DATA FOR THIS TASK:
• • •
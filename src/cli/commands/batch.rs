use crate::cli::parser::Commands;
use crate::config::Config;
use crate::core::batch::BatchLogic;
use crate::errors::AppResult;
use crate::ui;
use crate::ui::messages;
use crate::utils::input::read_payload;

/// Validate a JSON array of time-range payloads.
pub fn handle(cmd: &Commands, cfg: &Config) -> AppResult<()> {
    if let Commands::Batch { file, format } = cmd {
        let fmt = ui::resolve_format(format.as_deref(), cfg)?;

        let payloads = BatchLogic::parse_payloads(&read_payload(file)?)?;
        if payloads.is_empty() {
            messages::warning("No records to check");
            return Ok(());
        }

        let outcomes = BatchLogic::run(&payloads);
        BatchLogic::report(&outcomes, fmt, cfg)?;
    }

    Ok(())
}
• • •
YOUR ASSIGNMENT: Your task is to set down again, exactly, every line from the beginning of the listing through the line with "pub fn handle(cmd: &Commands, cfg: &Config)".

THE COMPLETED TASK:
filename src/cli/commands/batch.rs
use crate::cli::parser::Commands;
use crate::config::Config;
use crate::core::batch::BatchLogic;
use crate::errors::AppResult;
use crate::ui;
use crate::ui::messages;
use crate::utils::input::read_payload;

/// Validate a JSON array of time-range payloads.
pub fn handle(cmd: &Commands, cfg: &Config) -> AppResult<()> {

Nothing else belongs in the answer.